The Song and Dance of Sexing Chicks

As I mentioned last week, we have a living room full of chicks right now. When hatching chicks at home, we get what is called a straight run. This means the chicks are always about 50% each of male and female. It is extremely rare that an urban homesteader like myself can keep one rooster, much less many, so figuring out the sex of your chicks can be important to prevent accidental heartbreak after getting attached to a little cockerel(sexually immature male chicken).

Sexing home-hatched chicks is something of an imperfect science. Very few people are well trained enough to accurately vent-sex day old chicks the way that hatcheries do, and the skill is one which is perfected by much practice and apprenticeship. An amateur can do serious harm to fragile chicks by trying to do vent sexing without proper training so most of us hobby-hatchers have to rely on less accurate but also less invasive methods.

The most common method is feather-sexing. This is done by looking at two chicks of the same age and comparing the feather development. Some breeds which are called Fast-Feathering Breeds can be sexed by this method as early as 24hrs after hatch by comparing the wing coverts, while all other breeds can be compared 3-5 weeks after hatch.

Take for example these two, Katsu(Left) and Frankie(Right). Look at the feathers on their head and neck. Katsu is still fluffy, with lots of chick down on his head, while Frankie’s head is feathering out all smooth.
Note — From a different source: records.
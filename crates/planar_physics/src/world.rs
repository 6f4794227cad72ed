// SPDX-License-Identifier: MIT OR Apache-2.0
//! World controller: owns the engine world and keeps it in sync with the scene.
//!
//! Every frame [`WorldController::step`] runs three phases in order:
//! 1. Kinematic push: scene transforms are projected onto kinematic bodies
//! 2. Fixed-step integration with at most `max_sub_steps` sub-steps of 1/60 s
//! 3. Dynamic pull: dynamic body poses are written back onto their entities
//!
//! Static bodies are placed once when registered and never resynced.

use crate::axis::{AxisPlane, PlanarPose};
use crate::debug::{aabb_outline, DebugLine};
use crate::engine::{BodyHandle, BodyType, SleepMode, World};
use crate::error::{PhysicsError, Result};
use crate::scene::SceneGraph;
use crate::settings::{validate_tolerance, WorldSettings};
use glam::DVec2;
use indexmap::{IndexMap, IndexSet};
use planar_scene::EntityId;

/// Fixed simulation sub-step
pub const FIXED_TIME_STEP: f64 = 1.0 / 60.0;

/// What one call to [`WorldController::step`] did
#[derive(Debug, Clone, Copy, Default, PartialEq)]
pub struct StepReport {
    /// Fixed sub-steps performed
    pub sub_steps: u32,
    /// Simulated time advanced
    pub simulated_time: f64,
    /// Backlog discarded because the sub-step cap was hit
    pub dropped_time: f64,
    /// Leftover time as a fraction of a sub-step
    pub interpolation: f64,
}

type PostStepHook = Box<dyn FnMut(&StepReport) + Send>;

/// Registered bodies indexed by type and owner
#[derive(Debug, Default)]
struct BodyIndex {
    owners: IndexMap<BodyHandle, EntityId>,
    statics: IndexSet<BodyHandle>,
    dynamics: IndexSet<BodyHandle>,
    kinematics: IndexSet<BodyHandle>,
}

impl BodyIndex {
    fn set_for(&mut self, body_type: BodyType) -> &mut IndexSet<BodyHandle> {
        match body_type {
            BodyType::Static => &mut self.statics,
            BodyType::Dynamic => &mut self.dynamics,
            BodyType::Kinematic => &mut self.kinematics,
        }
    }

    fn get(&self, body_type: BodyType) -> &IndexSet<BodyHandle> {
        match body_type {
            BodyType::Static => &self.statics,
            BodyType::Dynamic => &self.dynamics,
            BodyType::Kinematic => &self.kinematics,
        }
    }

    fn type_of(&self, body: BodyHandle) -> Option<BodyType> {
        [BodyType::Static, BodyType::Dynamic, BodyType::Kinematic]
            .into_iter()
            .find(|t| self.get(*t).contains(&body))
    }

    fn remove(&mut self, body: BodyHandle) -> bool {
        self.statics.shift_remove(&body);
        self.dynamics.shift_remove(&body);
        self.kinematics.shift_remove(&body);
        self.owners.shift_remove(&body).is_some()
    }
}

/// Owns the simulation world and synchronizes it with the scene
pub struct WorldController {
    world: World,
    axis_plane: AxisPlane,
    max_sub_steps: u32,
    debug_draw: bool,
    index: BodyIndex,
    post_step: Vec<PostStepHook>,
    debug_lines: Vec<DebugLine>,
}

impl std::fmt::Debug for WorldController {
    fn fmt(&self, f: &mut std::fmt::Formatter<'_>) -> std::fmt::Result {
        f.debug_struct("WorldController")
            .field("axis_plane", &self.axis_plane)
            .field("max_sub_steps", &self.max_sub_steps)
            .field("bodies", &self.index.owners.len())
            .field("post_step_hooks", &self.post_step.len())
            .finish_non_exhaustive()
    }
}

impl WorldController {
    /// Create a world from settings
    pub fn new(settings: &WorldSettings) -> Result<Self> {
        settings.validate()?;

        let mut world = World::new();
        world.gravity = settings.gravity;
        world.solver.iterations = settings.solver_iterations;
        world.solver.tolerance = settings.solver_tolerance;
        world.sleep_mode = settings.sleep_mode;
        world.island_split = settings.island_split;
        world.default_friction = settings.default_friction;

        tracing::info!(
            "Physics world created: plane {:?}, gravity {}, {} max sub-steps",
            settings.axis_plane,
            settings.gravity,
            settings.max_sub_steps
        );

        Ok(Self {
            world,
            axis_plane: settings.axis_plane,
            max_sub_steps: settings.max_sub_steps,
            debug_draw: settings.debug_draw,
            index: BodyIndex::default(),
            post_step: Vec::new(),
            debug_lines: Vec::new(),
        })
    }

    /// Snapshot of the live configuration
    pub fn settings(&self) -> WorldSettings {
        WorldSettings {
            gravity: self.world.gravity,
            axis_plane: self.axis_plane,
            max_sub_steps: self.max_sub_steps,
            solver_iterations: self.world.solver.iterations,
            solver_tolerance: self.world.solver.tolerance,
            sleep_mode: self.world.sleep_mode,
            island_split: self.world.island_split,
            default_friction: self.world.default_friction,
            debug_draw: self.debug_draw,
            ..Default::default()
        }
    }

    /// Plane the simulation runs in
    pub fn axis_plane(&self) -> AxisPlane {
        self.axis_plane
    }

    /// Read access to the engine world
    pub fn world(&self) -> &World {
        &self.world
    }

    pub(crate) fn world_mut(&mut self) -> &mut World {
        &mut self.world
    }

    // ---- live configuration ----

    /// Change gravity
    pub fn set_gravity(&mut self, gravity: DVec2) {
        self.world.gravity = gravity;
    }

    /// Change the sleep policy. Leaving a sleeping mode wakes every body.
    pub fn set_sleep_mode(&mut self, mode: SleepMode) {
        self.world.sleep_mode = mode;
        if mode == SleepMode::NoSleeping {
            for handle in self.index.owners.keys().copied().collect::<Vec<_>>() {
                if let Some(body) = self.world.body_mut(handle) {
                    body.wake_up();
                }
            }
        }
    }

    /// Change solver iterations
    pub fn set_solver_iterations(&mut self, iterations: u32) {
        self.world.solver.iterations = iterations;
    }

    /// Change solver tolerance
    pub fn set_solver_tolerance(&mut self, tolerance: f64) -> Result<()> {
        validate_tolerance(tolerance)?;
        self.world.solver.tolerance = tolerance;
        Ok(())
    }

    /// Toggle per-island solving
    pub fn set_island_split(&mut self, island_split: bool) {
        self.world.island_split = island_split;
    }

    /// Change default friction
    pub fn set_default_friction(&mut self, friction: f64) {
        self.world.default_friction = friction;
    }

    /// Change the sub-step cap
    pub fn set_max_sub_steps(&mut self, max_sub_steps: u32) -> Result<()> {
        if max_sub_steps == 0 {
            return Err(PhysicsError::InvalidSetting("max_sub_steps must be at least 1".to_string()));
        }
        self.max_sub_steps = max_sub_steps;
        Ok(())
    }

    /// Toggle debug drawing
    pub fn set_debug_draw(&mut self, debug_draw: bool) {
        self.debug_draw = debug_draw;
        if !debug_draw {
            self.debug_lines.clear();
        }
    }

    // ---- body registration ----

    /// Register a body for `entity`, placing it at the entity's projected transform.
    ///
    /// Registering an already registered body does nothing.
    pub fn add_body(&mut self, body: BodyHandle, entity: EntityId, scene: &impl SceneGraph) -> Result<()> {
        if self.index.owners.contains_key(&body) {
            tracing::debug!("{} already registered for entity {}", body, entity);
            return Ok(());
        }
        let transform = scene.world_transform(entity).ok_or(PhysicsError::EntityNotFound(entity))?;
        let pose = self.axis_plane.project(transform.position, transform.rotation);

        let Some(rigid_body) = self.world.body_mut(body) else {
            return Err(PhysicsError::BindingNotFound(format!("{body} for entity {entity}")));
        };
        rigid_body.position = pose.position;
        rigid_body.angle = pose.angle;
        let body_type = rigid_body.body_type;

        self.world.add_body(body);
        self.index.owners.insert(body, entity);
        self.index.set_for(body_type).insert(body);
        tracing::debug!("Registered {:?} {} for entity {}", body_type, body, entity);
        Ok(())
    }

    /// Unregister a body. Unknown bodies are ignored.
    pub fn remove_body(&mut self, body: BodyHandle) {
        if self.index.remove(body) {
            self.world.remove_body(body);
            tracing::debug!("Unregistered {}", body);
        }
    }

    /// Move a registered body to the index of its current type
    pub(crate) fn reindex_body(&mut self, body: BodyHandle) {
        let Some(entity) = self.index.owners.get(&body).copied() else {
            return;
        };
        let Some(body_type) = self.world.body(body).map(|b| b.body_type) else {
            return;
        };
        self.index.remove(body);
        self.index.owners.insert(body, entity);
        self.index.set_for(body_type).insert(body);
    }

    /// Check whether a body is registered
    pub fn is_registered(&self, body: BodyHandle) -> bool {
        self.index.owners.contains_key(&body)
    }

    /// Registered type of a body
    pub fn body_type_of(&self, body: BodyHandle) -> Option<BodyType> {
        self.index.type_of(body)
    }

    /// Registered bodies of one type
    pub fn bodies_of_type(&self, body_type: BodyType) -> impl Iterator<Item = BodyHandle> + '_ {
        self.index.get(body_type).iter().copied()
    }

    /// Entity that owns a registered body
    pub fn entity_of(&self, body: BodyHandle) -> Option<EntityId> {
        self.index.owners.get(&body).copied()
    }

    // ---- stepping ----

    /// Register a hook called after every [`WorldController::step`]
    pub fn on_post_step(&mut self, hook: impl FnMut(&StepReport) + Send + 'static) {
        self.post_step.push(Box::new(hook));
    }

    /// Debug lines recorded by the last step
    pub fn debug_lines(&self) -> &[DebugLine] {
        &self.debug_lines
    }

    /// Advance the simulation by `dt` wall-clock seconds
    pub fn step(&mut self, dt: f64, scene: &mut impl SceneGraph) -> StepReport {
        self.push_kinematic(scene);

        let outcome = self.world.step(FIXED_TIME_STEP, dt, self.max_sub_steps);
        if outcome.dropped_time > 0.0 {
            tracing::debug!(
                "Sub-step cap {} reached, dropping {:.4}s of backlog",
                self.max_sub_steps,
                outcome.dropped_time
            );
        }

        self.pull_dynamic(scene);

        let report = StepReport {
            sub_steps: outcome.sub_steps,
            simulated_time: f64::from(outcome.sub_steps) * FIXED_TIME_STEP,
            dropped_time: outcome.dropped_time,
            interpolation: outcome.interpolation,
        };
        tracing::trace!("Stepped {} sub-steps ({:.4}s)", report.sub_steps, report.simulated_time);

        self.debug_lines.clear();
        if self.debug_draw {
            self.record_debug_lines();
        }

        for hook in &mut self.post_step {
            hook(&report);
        }
        report
    }

    fn push_kinematic(&mut self, scene: &impl SceneGraph) {
        for body in self.index.kinematics.iter().copied() {
            let Some(entity) = self.index.owners.get(&body).copied() else {
                continue;
            };
            let Some(transform) = scene.world_transform(entity) else {
                tracing::trace!("Kinematic entity {} has no transform", entity);
                continue;
            };
            let pose = self.axis_plane.project(transform.position, transform.rotation);
            if let Some(rigid_body) = self.world.body_mut(body) {
                rigid_body.position = pose.position;
                rigid_body.angle = pose.angle;
            }
        }
    }

    fn pull_dynamic(&self, scene: &mut impl SceneGraph) {
        for body in self.index.dynamics.iter().copied() {
            let (Some(entity), Some(rigid_body)) = (self.index.owners.get(&body), self.world.body(body)) else {
                continue;
            };
            let Some(current) = scene.world_transform(*entity) else {
                continue;
            };
            let pose = PlanarPose {
                position: rigid_body.position,
                angle: rigid_body.angle,
            };
            let (position, rotation) = self.axis_plane.unproject(pose, current.position);
            scene.set_world_pose(*entity, position, rotation);
        }
    }

    fn record_debug_lines(&mut self) {
        for body in self.index.owners.keys() {
            if let Some(aabb) = self.world.body_aabb(*body) {
                self.debug_lines.extend(aabb_outline(&aabb));
            }
        }
    }
}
Left: Katsu/Cockerel Right: Frankie/Pullet

Left: Katsu/Cockerel
Right: Frankie/Pullet

Another method of sexing, which is best used in conjunction with feather-sexing, is comb sexing. I found some great photos on which helped me a lot. The whole point of this hatch was for me to continue the genetic line of My dearly departed rooster, Cinnamon, and his mate Ginger who has found a happy home with Kitty Sharkey of the Havenscourt Homestead.

Thanks to BYC use Steph5253 for allowing me to use this image! Left: d’Uccle Bantam Cockerel. Right: d’Uccle Bantam Pullet

As you can clearly see in the photo above, the young cockerel on the Left has a much larger and redder comb than the young pullet on the Right whose comb is very small and almost the same color as her skin. I hatched two d’Uccle chicks myself and was hoping desperately that they were both pullets so I wouldn’t have to part with either one. It was especially important to me not only because of their parentage, but also because the two chicks were Bento, the first chick to hatch in my incubator, and Bonsai, the chick who couldn’t hatch alone. I had to carefully and with surgical precision remove the shell by hand to save her. Naturally I had a strong bond with these two because of the circumstances and parting with them would be very sad.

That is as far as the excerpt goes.